Finding body & collision parts in the EPC: clips, fasteners and the build traps
Why body parts are so unforgiving
A panel has to match the exact trim, the sensor and camera fitment, the paint prep, sometimes the production date. Two cars that look identical from the kerb take different bumpers because one has parking sensors and a tow eye and the other doesn’t. The VIN is what separates them.
Identify the panel by VIN, not by photo
Matching a panel from a photo or a number off the old part invites the variant trap. Enter the VIN, let the EPC resolve the build, and read the panel that was actually fitted — with the correct brackets and reinforcements for that exact car.
Clips and one-time-use fasteners
Trim clips, retainers and one-time-use bolts are the quiet budget-killers of body work. The diagram shows every one with its quantity, and the notes flag the fasteners that must be replaced rather than reused. Order them with the panel, not as an afterthought when the car’s apart.
Kits, primed vs unprimed, and short parts
Three more checks before you order:
- Many body fixings now ship as kits — confirm loose vs kit in the diagram.

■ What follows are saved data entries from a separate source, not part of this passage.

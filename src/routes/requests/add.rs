use crate::{
    app_lib::theme::Theme,
    components::{Alert, AlertKind, Button, Spinner, forms::RequestFields},
    features::{
        auth::state::use_api,
        requests::{client, types::RequestForm},
    },
    routes::paths,
};
use leptos::{ev::SubmitEvent, prelude::*};
use leptos_router::hooks::use_navigate;

/// Public "request blood" page for any signed-in member.
#[component]
pub fn AddRequestPage() -> impl IntoView {
    view! {
        <div class="max-w-3xl mx-auto">
            <AddRequestForm redirect_to=paths::REQUESTS />
        </div>
    }
}

/// Blood request form that posts a new request and then navigates to
/// `redirect_to`.
#[component]
pub fn AddRequestForm(redirect_to: &'static str) -> impl IntoView {
    let api = use_api();
    let navigate = use_navigate();
    let form = RwSignal::new(RequestForm::default());
    let (error, set_error) = signal::<Option<String>>(None);

    let add_action = Action::new_local(move |form: &RequestForm| {
        let api = api.clone();
        let form = form.clone();
        async move { client::add_request(&api, &form).await }
    });

    Effect::new(move |_| {
        if let Some(result) = add_action.value().get() {
            match result {
                Ok(()) => navigate(redirect_to, Default::default()),
                Err(err) => set_error.set(Some(err.message().to_string())),
            }
        }
    });

    let on_submit = move |event: SubmitEvent| {
        event.prevent_default();
        set_error.set(None);
        let current = form.get_untracked();
        if let Err(err) = current.validate() {
            set_error.set(Some(err.message().to_string()));
            return;
        }
        add_action.dispatch(current);
    };

    view! {
        <form class=format!("space-y-6 {}", Theme::CARD) on:submit=on_submit>
            <h1 class="text-2xl font-bold text-gray-900 dark:text-white">"Request blood"</h1>
            <RequestFields form=form />
            <Button button_type="submit" disabled=add_action.pending()>
                "Submit request"
            </Button>
            {move || add_action.pending().get().then_some(view! { <Spinner /> })}
            {move || error.get().map(|message| view! { <Alert kind=AlertKind::Error message=message /> })}
        </form>
    }
}
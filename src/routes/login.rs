use crate::{
    app_lib::{AppError, theme::Theme},
    components::{Alert, AlertKind, Button, PublicLayout, Spinner, TextField},
    features::auth::{
        client::{self, UserResolver, login_error_message},
        gate::landing_path,
        state::use_auth,
        types::LoginRequest,
    },
    routes::paths,
};
use leptos::{ev::SubmitEvent, prelude::*};
use leptos_router::{NavigateOptions, components::A, hooks::use_navigate};

#[component]
pub fn LoginPage() -> impl IntoView {
    let auth = use_auth();
    let navigate = use_navigate();
    let (email, set_email) = signal(String::new());
    let (password, set_password) = signal(String::new());
    let (error, set_error) = signal::<Option<String>>(None);

    let api = auth.api.clone();
    let login_action = Action::new_local(move |request: &LoginRequest| {
        let api = api.clone();
        let request = request.clone();
        async move {
            let response = client::login(&api, &request).await?;
            let role = match response.user {
                Some(user) => Some(user.role),
                None => api.resolve_current_user().await.ok().map(|user| user.role),
            };
            Ok::<_, AppError>(role)
        }
    });

    Effect::new(move |_| {
        if let Some(result) = login_action.value().get() {
            match result {
                Ok(role) => {
                    auth.refresh();
                    navigate(
                        landing_path(role),
                        NavigateOptions {
                            replace: true,
                            ..Default::default()
                        },
                    );
                }
                Err(err) => set_error.set(Some(login_error_message(&err))),
            }
        }
    });

    let on_submit = move |event: SubmitEvent| {
        event.prevent_default();
        set_error.set(None);

        let request = LoginRequest {
            email: email.get_untracked().trim().to_string(),
            password: password.get_untracked(),
        };
        if request.email.is_empty() || request.password.trim().is_empty() {
            set_error.set(Some("Email and password are required.".to_string()));
            return;
        }
        login_action.dispatch(request);
    };

    view! {
        <PublicLayout>
            <div class=format!("max-w-md mx-auto {}", Theme::CARD)>
                <h1 class="mb-6 text-2xl font-bold text-gray-900 dark:text-white">"Sign in"</h1>
                <form class="space-y-5" on:submit=on_submit>
                    <TextField
                        label="Email"
                        id="email"
                        input_type="email"
                        autocomplete="email"
                        placeholder="name@example.com"
                        required=true
                        value=email
                        on_input=move |value| set_email.set(value)
                    />
                    <TextField
                        label="Password"
                        id="password"
                        input_type="password"
                        autocomplete="current-password"
                        required=true
                        value=password
                        on_input=move |value| set_password.set(value)
                    />
                    <Button button_type="submit" disabled=login_action.pending()>
                        "Login"
                    </Button>
                    {move || login_action.pending().get().then_some(view! { <Spinner /> })}
                    {move || {
                        error.get().map(|message| view! { <Alert kind=AlertKind::Error message=message /> })
                    }}
                </form>
                <p class="mt-6 text-sm text-gray-500 dark:text-gray-400">
                    "New to RedLink? "
                    <A href=paths::REGISTER {..} class=Theme::LINK>"Create an account"</A>
                </p>
            </div>
        </PublicLayout>
    }
}
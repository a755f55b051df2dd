//! Route tree. `table` declares who may open each path and compiles on every
//! target so it can be tested; the Leptos tree below binds the same paths to
//! pages and wraps each protected subtree with the matching guard.

pub(crate) mod paths;
pub(crate) mod table;

#[cfg(target_arch = "wasm32")]
mod app_routes;
#[cfg(target_arch = "wasm32")]
mod contact;
#[cfg(target_arch = "wasm32")]
mod dashboard;
#[cfg(target_arch = "wasm32")]
mod forbidden;
#[cfg(target_arch = "wasm32")]
mod give_blood;
#[cfg(target_arch = "wasm32")]
mod home;
#[cfg(target_arch = "wasm32")]
mod login;
#[cfg(target_arch = "wasm32")]
mod not_found;
#[cfg(target_arch = "wasm32")]
mod register;
#[cfg(target_arch = "wasm32")]
mod requests;

#[cfg(target_arch = "wasm32")]
pub(crate) use forbidden::ForbiddenContent;
#[cfg(target_arch = "wasm32")]
pub(crate) use app_routes::AppRoutes;
// Core modules (session, roles, gate, API clients) build on every target so
// they can be unit-tested natively; views only exist in the wasm build.
#![cfg_attr(not(target_arch = "wasm32"), allow(dead_code))]

#[cfg(target_arch = "wasm32")]
mod app;
#[path = "lib/mod.rs"]
mod app_lib;
#[cfg(target_arch = "wasm32")]
mod components;
mod features;
mod routes;

#[cfg(target_arch = "wasm32")]
use crate::app::App;
#[cfg(target_arch = "wasm32")]
use leptos::prelude::mount_to_body;

#[cfg(target_arch = "wasm32")]
pub fn main() {
    console_error_panic_hook::set_once();
    let _ = console_log::init_with_level(log::Level::Info);
    log::info!(
        "starting redlink-web build {}",
        app_lib::build_info::git_commit_hash()
    );
    mount_to_body(App);
}

#[cfg(not(target_arch = "wasm32"))]
pub fn main() {}
//! Broadcast notifications managed by administrators.

pub(crate) mod client;
pub(crate) mod types;
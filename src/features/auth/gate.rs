//! Role gate: decides what a protected route renders.
//!
//! ## States
//!
//! - `Pending`: a token exists and `GET /user` is in flight.
//! - `Unauthenticated`: no token, or the lookup failed (401, network, unknown
//!   role). Both are handled the same way: redirect to `/login`.
//! - `Authorized`: the resolved role is in the route's allow-list.
//! - `Forbidden`: a valid user whose role is not in the allow-list. Renders the
//!   access-denied view and does not redirect.
//!
//! Membership is exact: there is no role hierarchy, so an admin only reaches a
//! route that lists `Role::Admin`. None of this is a security boundary; the API
//! enforces access on every call.

use crate::{
    app_lib::{AppError, Session},
    features::auth::{client::UserResolver, role::Role, types::CurrentUser},
    routes::paths,
};

/// Static allow-list of roles for a route or navigation entry.
#[derive(Clone, Copy, Debug, PartialEq, Eq)]
pub struct RoleSet(&'static [Role]);

impl RoleSet {
    pub const fn new(roles: &'static [Role]) -> Self {
        Self(roles)
    }

    pub fn contains(self, role: Role) -> bool {
        self.0.contains(&role)
    }

    pub fn roles(self) -> &'static [Role] {
        self.0
    }
}

/// Admin and hospital staff: the dashboard audience.
pub const STAFF: RoleSet = RoleSet::new(&[Role::Admin, Role::Hospital]);
pub const ADMIN_ONLY: RoleSet = RoleSet::new(&[Role::Admin]);
/// Any signed-in account.
pub const MEMBERS: RoleSet = RoleSet::new(&Role::ALL);

pub fn check_access(role: Role, allowed: RoleSet) -> bool {
    allowed.contains(role)
}

/// Outcome of resolving the current user for one mount.
#[derive(Clone, Debug, PartialEq, Eq)]
pub enum Resolution {
    NoToken,
    Resolved(CurrentUser),
    Failed(AppError),
}

impl Resolution {
    /// The resolved user; guests and failed lookups have none.
    pub fn user(&self) -> Option<&CurrentUser> {
        match self {
            Resolution::Resolved(user) => Some(user),
            Resolution::NoToken | Resolution::Failed(_) => None,
        }
    }
}

/// Resolves the current user, skipping the network entirely without a token.
/// A token the API answers with 401 is dropped so the login page accepts the
/// visitor again.
pub async fn resolve_session<R: UserResolver>(session: &Session, resolver: &R) -> Resolution {
    if !session.has_token() {
        return Resolution::NoToken;
    }

    match resolver.resolve_current_user().await {
        Ok(user) => Resolution::Resolved(user),
        Err(err) => {
            log::debug!("current user lookup failed: {err}");
            if err.is_unauthorized() {
                session.clear_token();
            }
            Resolution::Failed(err)
        }
    }
}

#[derive(Clone, Debug, PartialEq, Eq)]
pub enum GateState {
    Pending,
    Unauthenticated,
    Authorized(CurrentUser),
    Forbidden(CurrentUser),
}

impl GateState {
    /// The resolved user, if any, whether or not access was granted.
    pub fn user(&self) -> Option<&CurrentUser> {
        match self {
            GateState::Authorized(user) | GateState::Forbidden(user) => Some(user),
            GateState::Pending | GateState::Unauthenticated => None,
        }
    }
}

/// Derives the gate state. `resolution` is `None` while the lookup runs.
pub fn gate_state(has_token: bool, resolution: Option<&Resolution>, allowed: RoleSet) -> GateState {
    if !has_token {
        return GateState::Unauthenticated;
    }

    match resolution {
        None => GateState::Pending,
        Some(Resolution::NoToken | Resolution::Failed(_)) => GateState::Unauthenticated,
        Some(Resolution::Resolved(user)) if check_access(user.role, allowed) => {
            GateState::Authorized(user.clone())
        }
        Some(Resolution::Resolved(user)) => GateState::Forbidden(user.clone()),
    }
}

/// Guest-only pages send visitors holding a token home.
pub fn guest_redirect(has_token: bool) -> Option<&'static str> {
    has_token.then_some(paths::HOME)
}

/// Where a fresh login lands: the dashboard for roles allowed there, home otherwise.
pub fn landing_path(role: Option<Role>) -> &'static str {
    match role {
        Some(role) if check_access(role, STAFF) => paths::DASHBOARD,
        _ => paths::HOME,
    }
}

#[cfg(test)]
mod tests {
    use super::{
        ADMIN_ONLY, GateState, MEMBERS, Resolution, RoleSet, STAFF, check_access, gate_state,
        guest_redirect, landing_path, resolve_session,
    };
    use crate::{
        app_lib::{AppError, Session},
        features::auth::{client::UserResolver, role::Role, types::CurrentUser},
    };
    use std::cell::Cell;

    struct CountingResolver {
        calls: Cell<usize>,
        result: Result<CurrentUser, AppError>,
    }

    impl CountingResolver {
        fn returning(role: Role) -> Self {
            Self {
                calls: Cell::new(0),
                result: Ok(user(role)),
            }
        }

        fn failing(err: AppError) -> Self {
            Self {
                calls: Cell::new(0),
                result: Err(err),
            }
        }
    }

    impl UserResolver for CountingResolver {
        async fn resolve_current_user(&self) -> Result<CurrentUser, AppError> {
            self.calls.set(self.calls.get() + 1);
            self.result.clone()
        }
    }

    fn user(role: Role) -> CurrentUser {
        CurrentUser {
            id: "u1".to_string(),
            name: "Lina".to_string(),
            role,
            email: None,
            phone_number: None,
            blood_type: None,
            address: None,
            status: None,
        }
    }

    fn signed_in() -> Session {
        let session = Session::in_memory();
        session.set_token("token");
        session
    }

    async fn run_gate(session: &Session, resolver: &CountingResolver, allowed: RoleSet) -> GateState {
        let resolution = resolve_session(session, resolver).await;
        gate_state(session.has_token(), Some(&resolution), allowed)
    }

    #[test]
    fn access_is_exact_membership_for_every_role() {
        let sets = [STAFF, ADMIN_ONLY, MEMBERS, RoleSet::new(&[Role::Hospital]), RoleSet::new(&[])];
        for allowed in sets {
            for role in Role::ALL {
                assert_eq!(
                    check_access(role, allowed),
                    allowed.roles().contains(&role),
                    "{role:?} against {allowed:?}"
                );
            }
        }
    }

    #[test]
    fn admin_is_not_implicitly_hospital() {
        assert!(!check_access(Role::Admin, RoleSet::new(&[Role::Hospital])));
    }

    #[tokio::test]
    async fn no_token_redirects_without_calling_resolver() {
        let session = Session::in_memory();
        let resolver = CountingResolver::returning(Role::Admin);

        let state = run_gate(&session, &resolver, ADMIN_ONLY).await;

        assert_eq!(state, GateState::Unauthenticated);
        assert_eq!(resolver.calls.get(), 0);
    }

    #[tokio::test]
    async fn admin_reaches_staff_route() {
        let resolver = CountingResolver::returning(Role::Admin);

        let state = run_gate(&signed_in(), &resolver, STAFF).await;

        assert_eq!(state, GateState::Authorized(user(Role::Admin)));
        assert_eq!(resolver.calls.get(), 1);
    }

    #[tokio::test]
    async fn patient_is_forbidden_from_staff_route() {
        let resolver = CountingResolver::returning(Role::Patient);

        let state = run_gate(&signed_in(), &resolver, STAFF).await;

        assert_eq!(state, GateState::Forbidden(user(Role::Patient)));
        assert_eq!(state.user().map(|user| user.role), Some(Role::Patient));
    }

    #[tokio::test]
    async fn rejected_lookup_is_treated_like_missing_token() {
        let resolver = CountingResolver::failing(AppError::Http {
            status: 401,
            message: "Unauthenticated.".to_string(),
        });

        let session = signed_in();

        let resolution = resolve_session(&session, &resolver).await;
        let state = gate_state(true, Some(&resolution), STAFF);

        assert!(matches!(resolution, Resolution::Failed(_)));
        assert_eq!(state, GateState::Unauthenticated);
        assert_eq!(state, gate_state(session.has_token(), None, STAFF));
        assert!(!session.has_token());
        assert_eq!(resolver.calls.get(), 1);
    }

    #[tokio::test]
    async fn one_lookup_serves_navbar_and_nested_gate() {
        let resolver = CountingResolver::returning(Role::Donor);
        let session = signed_in();

        let resolution = resolve_session(&session, &resolver).await;
        let viewer = resolution.user().cloned();
        let state = gate_state(session.has_token(), Some(&resolution), MEMBERS);

        assert_eq!(viewer, Some(user(Role::Donor)));
        assert_eq!(state, GateState::Authorized(user(Role::Donor)));
        assert_eq!(resolver.calls.get(), 1);
    }

    #[tokio::test]
    async fn stale_token_leaves_navbar_signed_out() {
        let resolver = CountingResolver::failing(AppError::Http {
            status: 401,
            message: "Unauthenticated.".to_string(),
        });
        let session = signed_in();

        let resolution = resolve_session(&session, &resolver).await;

        assert_eq!(resolution.user(), None);
        assert!(!session.has_token());
        assert_eq!(Resolution::NoToken.user(), None);
    }

    #[tokio::test]
    async fn network_failure_keeps_token() {
        let resolver = CountingResolver::failing(AppError::Network("offline".to_string()));
        let session = signed_in();

        let resolution = resolve_session(&session, &resolver).await;

        assert_eq!(
            gate_state(true, Some(&resolution), STAFF),
            GateState::Unauthenticated
        );
        assert!(session.has_token());
    }

    #[test]
    fn lookup_in_flight_is_pending() {
        assert_eq!(gate_state(true, None, STAFF), GateState::Pending);
        assert_eq!(GateState::Pending.user(), None);
    }

    #[test]
    fn guests_only_pages_redirect_signed_in_visitors_home() {
        assert_eq!(guest_redirect(true), Some("/"));
        assert_eq!(guest_redirect(false), None);
    }

    #[test]
    fn login_lands_staff_on_dashboard() {
        assert_eq!(landing_path(Some(Role::Admin)), "/dashboard");
        assert_eq!(landing_path(Some(Role::Hospital)), "/dashboard");
        assert_eq!(landing_path(Some(Role::Donor)), "/");
        assert_eq!(landing_path(None), "/");
    }
}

- Some panels come primed, others bare; the number differs.
- Brackets and absorbers behind the panel are separate parts — read the full assembly, not just the visible skin.
Quote the whole assembly
A clean body quote lists the panel, the fixings, the one-time fasteners and any sensor brackets — all read off the same VIN-exact diagram. That’s the quote that doesn’t grow halfway through the job, and the booth that doesn’t sit idle waiting on a clip.
Frequently asked questions
Why do body parts cause so many wrong-part returns?
Because near-identical cars take different panels depending on trim, sensors and production date. A photo or the old number can’t tell them apart — the VIN can, by resolving the exact build.
How do I find the right clips and fasteners?
The exploded diagram shows every clip and fastener with its quantity, and notes flag one-time-use items that must be replaced. Order them alongside the panel from the same VIN-exact assembly.
Are bumpers primed or unprimed in the catalog?
It varies — some carry a primed number, some bare. The EPC shows the correct number for the build, so confirm before ordering.